(Extracted data entries)
_ _ _ _ _

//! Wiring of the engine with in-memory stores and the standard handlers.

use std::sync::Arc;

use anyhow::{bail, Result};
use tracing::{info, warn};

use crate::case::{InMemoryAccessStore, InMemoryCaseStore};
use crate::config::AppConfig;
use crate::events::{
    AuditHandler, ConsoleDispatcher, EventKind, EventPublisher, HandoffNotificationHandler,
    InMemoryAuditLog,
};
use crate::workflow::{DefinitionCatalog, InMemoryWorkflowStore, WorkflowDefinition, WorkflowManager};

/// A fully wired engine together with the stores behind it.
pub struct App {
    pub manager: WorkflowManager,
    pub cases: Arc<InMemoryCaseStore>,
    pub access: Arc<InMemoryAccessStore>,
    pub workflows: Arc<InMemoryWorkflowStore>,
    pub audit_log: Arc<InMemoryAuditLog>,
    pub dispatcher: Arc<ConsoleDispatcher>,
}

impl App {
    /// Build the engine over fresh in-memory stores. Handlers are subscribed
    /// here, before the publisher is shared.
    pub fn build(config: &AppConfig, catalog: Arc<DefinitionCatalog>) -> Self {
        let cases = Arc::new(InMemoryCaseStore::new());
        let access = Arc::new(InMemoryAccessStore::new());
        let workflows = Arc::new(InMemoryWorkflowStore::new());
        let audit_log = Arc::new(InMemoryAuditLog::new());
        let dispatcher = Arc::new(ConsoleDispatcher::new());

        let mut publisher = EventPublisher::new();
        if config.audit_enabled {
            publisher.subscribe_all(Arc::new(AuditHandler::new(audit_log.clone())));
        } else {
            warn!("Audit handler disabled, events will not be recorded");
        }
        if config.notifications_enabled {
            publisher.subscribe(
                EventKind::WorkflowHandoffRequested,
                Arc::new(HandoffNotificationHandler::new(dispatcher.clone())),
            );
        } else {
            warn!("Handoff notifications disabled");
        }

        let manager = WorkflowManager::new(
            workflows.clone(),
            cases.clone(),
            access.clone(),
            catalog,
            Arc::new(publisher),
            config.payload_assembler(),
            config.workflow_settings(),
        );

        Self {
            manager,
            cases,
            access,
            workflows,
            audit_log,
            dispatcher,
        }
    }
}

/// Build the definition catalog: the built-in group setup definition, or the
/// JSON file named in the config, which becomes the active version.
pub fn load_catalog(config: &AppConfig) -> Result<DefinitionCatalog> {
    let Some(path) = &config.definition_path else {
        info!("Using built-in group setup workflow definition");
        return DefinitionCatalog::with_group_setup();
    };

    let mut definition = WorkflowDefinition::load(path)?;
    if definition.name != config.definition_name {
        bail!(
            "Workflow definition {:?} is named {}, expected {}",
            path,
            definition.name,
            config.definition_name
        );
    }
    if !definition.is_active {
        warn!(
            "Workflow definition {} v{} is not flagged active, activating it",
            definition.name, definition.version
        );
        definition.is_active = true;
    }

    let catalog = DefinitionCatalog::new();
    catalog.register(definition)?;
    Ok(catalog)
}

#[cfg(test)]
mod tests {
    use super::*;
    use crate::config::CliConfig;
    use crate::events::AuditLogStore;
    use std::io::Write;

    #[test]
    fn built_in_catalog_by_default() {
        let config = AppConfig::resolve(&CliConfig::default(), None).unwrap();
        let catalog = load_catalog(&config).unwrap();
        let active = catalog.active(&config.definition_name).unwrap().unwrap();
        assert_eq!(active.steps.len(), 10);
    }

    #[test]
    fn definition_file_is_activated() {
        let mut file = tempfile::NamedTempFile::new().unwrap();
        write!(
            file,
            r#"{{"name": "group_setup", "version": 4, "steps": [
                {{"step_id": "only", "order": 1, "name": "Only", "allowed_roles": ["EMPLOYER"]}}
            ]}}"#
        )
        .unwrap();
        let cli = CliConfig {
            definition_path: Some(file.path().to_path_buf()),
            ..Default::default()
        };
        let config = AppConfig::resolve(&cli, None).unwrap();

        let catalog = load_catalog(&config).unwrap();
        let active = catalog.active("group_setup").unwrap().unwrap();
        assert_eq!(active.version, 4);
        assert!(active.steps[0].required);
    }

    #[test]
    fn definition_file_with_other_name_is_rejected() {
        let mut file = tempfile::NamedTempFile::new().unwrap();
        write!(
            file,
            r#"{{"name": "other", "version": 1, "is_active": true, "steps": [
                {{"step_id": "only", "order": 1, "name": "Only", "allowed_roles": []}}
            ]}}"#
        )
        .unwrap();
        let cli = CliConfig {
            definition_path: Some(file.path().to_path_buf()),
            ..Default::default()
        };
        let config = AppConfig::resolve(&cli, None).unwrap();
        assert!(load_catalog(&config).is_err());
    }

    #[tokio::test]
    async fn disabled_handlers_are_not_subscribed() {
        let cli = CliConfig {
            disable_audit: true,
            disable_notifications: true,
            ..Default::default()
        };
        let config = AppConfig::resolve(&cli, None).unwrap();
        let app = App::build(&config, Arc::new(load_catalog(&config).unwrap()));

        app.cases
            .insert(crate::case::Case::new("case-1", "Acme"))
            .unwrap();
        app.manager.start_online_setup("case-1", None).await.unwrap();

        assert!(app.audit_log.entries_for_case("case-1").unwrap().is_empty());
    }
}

_ _ _ _ _

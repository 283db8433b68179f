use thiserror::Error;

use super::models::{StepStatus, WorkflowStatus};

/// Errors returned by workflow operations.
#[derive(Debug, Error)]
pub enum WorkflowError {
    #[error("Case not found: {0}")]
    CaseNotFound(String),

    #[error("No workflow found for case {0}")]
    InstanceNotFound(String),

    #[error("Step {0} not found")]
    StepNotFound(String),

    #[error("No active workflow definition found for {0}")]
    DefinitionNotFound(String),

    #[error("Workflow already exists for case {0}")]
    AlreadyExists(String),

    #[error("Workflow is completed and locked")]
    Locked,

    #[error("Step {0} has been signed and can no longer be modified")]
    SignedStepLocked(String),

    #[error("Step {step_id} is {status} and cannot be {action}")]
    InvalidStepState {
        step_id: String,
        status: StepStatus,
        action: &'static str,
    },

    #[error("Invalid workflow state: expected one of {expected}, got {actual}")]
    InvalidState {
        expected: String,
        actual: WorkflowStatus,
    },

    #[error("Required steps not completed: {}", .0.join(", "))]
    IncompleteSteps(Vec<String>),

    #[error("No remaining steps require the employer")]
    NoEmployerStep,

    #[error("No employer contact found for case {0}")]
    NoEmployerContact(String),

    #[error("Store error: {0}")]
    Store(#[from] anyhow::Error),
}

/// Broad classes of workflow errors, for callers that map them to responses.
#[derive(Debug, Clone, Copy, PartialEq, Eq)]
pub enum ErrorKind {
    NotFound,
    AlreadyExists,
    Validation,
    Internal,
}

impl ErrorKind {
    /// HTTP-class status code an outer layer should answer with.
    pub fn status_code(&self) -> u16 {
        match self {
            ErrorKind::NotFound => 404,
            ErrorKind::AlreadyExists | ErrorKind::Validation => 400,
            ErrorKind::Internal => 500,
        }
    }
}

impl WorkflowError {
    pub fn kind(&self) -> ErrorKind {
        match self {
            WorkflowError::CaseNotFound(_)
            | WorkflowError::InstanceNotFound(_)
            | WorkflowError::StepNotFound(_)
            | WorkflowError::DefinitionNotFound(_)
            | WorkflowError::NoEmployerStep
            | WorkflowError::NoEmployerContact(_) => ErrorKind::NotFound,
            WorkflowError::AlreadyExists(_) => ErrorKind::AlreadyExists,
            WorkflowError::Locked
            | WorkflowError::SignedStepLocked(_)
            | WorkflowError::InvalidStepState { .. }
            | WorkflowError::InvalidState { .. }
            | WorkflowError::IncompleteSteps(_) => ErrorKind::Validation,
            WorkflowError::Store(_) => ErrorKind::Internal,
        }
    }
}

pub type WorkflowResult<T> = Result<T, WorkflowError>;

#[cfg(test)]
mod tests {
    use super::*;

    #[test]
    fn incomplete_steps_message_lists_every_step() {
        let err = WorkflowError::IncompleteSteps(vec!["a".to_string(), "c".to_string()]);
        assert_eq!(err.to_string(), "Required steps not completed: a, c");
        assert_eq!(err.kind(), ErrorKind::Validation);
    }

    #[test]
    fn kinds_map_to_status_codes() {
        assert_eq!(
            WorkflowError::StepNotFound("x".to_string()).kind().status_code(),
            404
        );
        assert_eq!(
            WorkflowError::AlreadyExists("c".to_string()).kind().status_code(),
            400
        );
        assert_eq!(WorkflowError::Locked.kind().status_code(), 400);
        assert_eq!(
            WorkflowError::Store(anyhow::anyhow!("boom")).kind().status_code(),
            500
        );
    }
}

_ _ _ _ _

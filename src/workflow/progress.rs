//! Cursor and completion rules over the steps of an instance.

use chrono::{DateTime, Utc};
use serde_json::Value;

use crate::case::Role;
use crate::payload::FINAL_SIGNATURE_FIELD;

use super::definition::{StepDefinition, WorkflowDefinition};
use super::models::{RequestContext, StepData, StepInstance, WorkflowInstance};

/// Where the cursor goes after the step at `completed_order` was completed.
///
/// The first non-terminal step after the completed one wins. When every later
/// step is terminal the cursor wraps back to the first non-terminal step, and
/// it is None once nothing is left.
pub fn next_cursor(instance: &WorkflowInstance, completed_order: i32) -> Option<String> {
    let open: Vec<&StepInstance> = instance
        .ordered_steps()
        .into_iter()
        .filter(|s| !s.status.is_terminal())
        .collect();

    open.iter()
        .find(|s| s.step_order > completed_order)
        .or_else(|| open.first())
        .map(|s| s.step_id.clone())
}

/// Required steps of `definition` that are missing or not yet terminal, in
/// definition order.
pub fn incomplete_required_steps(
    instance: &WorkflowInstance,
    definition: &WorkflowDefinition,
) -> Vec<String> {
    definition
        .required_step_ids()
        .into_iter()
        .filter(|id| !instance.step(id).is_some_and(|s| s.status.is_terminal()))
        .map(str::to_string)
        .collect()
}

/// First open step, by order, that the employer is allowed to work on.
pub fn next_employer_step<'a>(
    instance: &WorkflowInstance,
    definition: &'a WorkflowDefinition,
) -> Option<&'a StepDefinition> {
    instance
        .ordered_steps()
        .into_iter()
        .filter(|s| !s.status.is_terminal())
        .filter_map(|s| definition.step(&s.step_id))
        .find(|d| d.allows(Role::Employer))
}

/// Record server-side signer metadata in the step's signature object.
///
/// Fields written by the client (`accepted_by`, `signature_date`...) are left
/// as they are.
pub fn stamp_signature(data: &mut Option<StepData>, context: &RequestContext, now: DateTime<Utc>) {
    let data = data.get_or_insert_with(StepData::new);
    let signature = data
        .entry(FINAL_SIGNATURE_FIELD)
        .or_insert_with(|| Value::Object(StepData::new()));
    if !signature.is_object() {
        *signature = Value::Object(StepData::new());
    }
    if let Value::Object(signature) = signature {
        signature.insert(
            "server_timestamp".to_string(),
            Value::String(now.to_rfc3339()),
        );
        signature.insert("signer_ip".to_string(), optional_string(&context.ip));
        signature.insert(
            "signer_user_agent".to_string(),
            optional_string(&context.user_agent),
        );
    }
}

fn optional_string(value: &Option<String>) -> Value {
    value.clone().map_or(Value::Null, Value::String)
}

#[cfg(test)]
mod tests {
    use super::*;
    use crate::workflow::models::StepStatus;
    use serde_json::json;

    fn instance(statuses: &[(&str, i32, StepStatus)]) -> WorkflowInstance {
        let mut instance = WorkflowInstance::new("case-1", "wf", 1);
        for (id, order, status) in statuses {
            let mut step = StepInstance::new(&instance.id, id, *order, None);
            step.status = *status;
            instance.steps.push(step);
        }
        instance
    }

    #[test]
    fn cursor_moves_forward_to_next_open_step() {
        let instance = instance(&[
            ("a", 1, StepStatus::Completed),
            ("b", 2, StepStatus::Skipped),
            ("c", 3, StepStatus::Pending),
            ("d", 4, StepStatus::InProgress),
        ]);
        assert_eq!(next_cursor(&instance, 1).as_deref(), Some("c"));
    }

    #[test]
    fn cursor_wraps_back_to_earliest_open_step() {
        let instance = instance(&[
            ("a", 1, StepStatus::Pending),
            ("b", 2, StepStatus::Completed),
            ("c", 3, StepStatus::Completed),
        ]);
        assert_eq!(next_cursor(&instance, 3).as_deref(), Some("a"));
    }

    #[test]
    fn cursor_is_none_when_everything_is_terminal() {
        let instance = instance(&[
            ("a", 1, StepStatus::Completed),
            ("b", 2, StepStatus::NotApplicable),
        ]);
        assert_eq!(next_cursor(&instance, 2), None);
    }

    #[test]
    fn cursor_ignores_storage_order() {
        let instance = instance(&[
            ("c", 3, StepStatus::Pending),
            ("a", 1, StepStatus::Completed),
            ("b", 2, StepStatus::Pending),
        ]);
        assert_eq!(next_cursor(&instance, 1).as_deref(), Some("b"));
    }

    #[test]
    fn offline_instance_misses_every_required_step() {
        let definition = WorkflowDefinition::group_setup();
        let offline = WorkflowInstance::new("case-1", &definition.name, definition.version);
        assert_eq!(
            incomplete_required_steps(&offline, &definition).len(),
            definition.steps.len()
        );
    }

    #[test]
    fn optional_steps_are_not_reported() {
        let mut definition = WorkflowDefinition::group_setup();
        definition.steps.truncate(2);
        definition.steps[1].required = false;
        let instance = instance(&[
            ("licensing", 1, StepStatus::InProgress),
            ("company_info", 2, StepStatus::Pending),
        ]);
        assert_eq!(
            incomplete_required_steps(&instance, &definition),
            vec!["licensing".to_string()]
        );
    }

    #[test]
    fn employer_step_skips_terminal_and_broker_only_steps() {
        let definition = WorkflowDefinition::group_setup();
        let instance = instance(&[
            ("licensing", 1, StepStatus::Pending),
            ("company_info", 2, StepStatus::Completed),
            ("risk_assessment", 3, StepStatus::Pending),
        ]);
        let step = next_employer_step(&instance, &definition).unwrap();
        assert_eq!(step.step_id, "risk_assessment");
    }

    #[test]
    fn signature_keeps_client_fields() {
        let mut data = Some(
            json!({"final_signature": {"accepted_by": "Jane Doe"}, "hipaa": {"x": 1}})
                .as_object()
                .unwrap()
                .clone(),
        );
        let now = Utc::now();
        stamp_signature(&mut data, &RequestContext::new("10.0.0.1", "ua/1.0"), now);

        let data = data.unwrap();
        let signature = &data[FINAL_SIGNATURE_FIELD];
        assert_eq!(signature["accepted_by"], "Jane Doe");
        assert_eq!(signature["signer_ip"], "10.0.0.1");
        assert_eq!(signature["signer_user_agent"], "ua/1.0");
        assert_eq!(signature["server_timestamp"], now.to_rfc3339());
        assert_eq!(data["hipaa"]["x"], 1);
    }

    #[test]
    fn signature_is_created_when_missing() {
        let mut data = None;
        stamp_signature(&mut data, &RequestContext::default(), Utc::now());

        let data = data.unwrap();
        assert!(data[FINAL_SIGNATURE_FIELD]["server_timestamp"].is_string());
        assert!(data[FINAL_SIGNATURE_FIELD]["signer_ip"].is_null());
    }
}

_ _ _ _ _

Problem to solve
An exact copy of the lines above, from the one containing "definition.steps.truncate(2);" down to the one containing "let mut data = None;" and including both, is the whole answer; retype it and nothing else.

Response for this exercise
        definition.steps.truncate(2);
        definition.steps[1].required = false;
        let instance = instance(&[
            ("licensing", 1, StepStatus::InProgress),
            ("company_info", 2, StepStatus::Pending),
        ]);
        assert_eq!(
            incomplete_required_steps(&instance, &definition),
            vec!["licensing".to_string()]
        );
    }

    #[test]
    fn employer_step_skips_terminal_and_broker_only_steps() {
        let definition = WorkflowDefinition::group_setup();
        let instance = instance(&[
            ("licensing", 1, StepStatus::Pending),
            ("company_info", 2, StepStatus::Completed),
            ("risk_assessment", 3, StepStatus::Pending),
        ]);
        let step = next_employer_step(&instance, &definition).unwrap();
        assert_eq!(step.step_id, "risk_assessment");
    }

    #[test]
    fn signature_keeps_client_fields() {
        let mut data = Some(
            json!({"final_signature": {"accepted_by": "Jane Doe"}, "hipaa": {"x": 1}})
                .as_object()
                .unwrap()
                .clone(),
        );
        let now = Utc::now();
        stamp_signature(&mut data, &RequestContext::new("10.0.0.1", "ua/1.0"), now);

        let data = data.unwrap();
        let signature = &data[FINAL_SIGNATURE_FIELD];
        assert_eq!(signature["accepted_by"], "Jane Doe");
        assert_eq!(signature["signer_ip"], "10.0.0.1");
        assert_eq!(signature["signer_user_agent"], "ua/1.0");
        assert_eq!(signature["server_timestamp"], now.to_rfc3339());
        assert_eq!(data["hipaa"]["x"], 1);
    }

    #[test]
    fn signature_is_created_when_missing() {
        let mut data = None;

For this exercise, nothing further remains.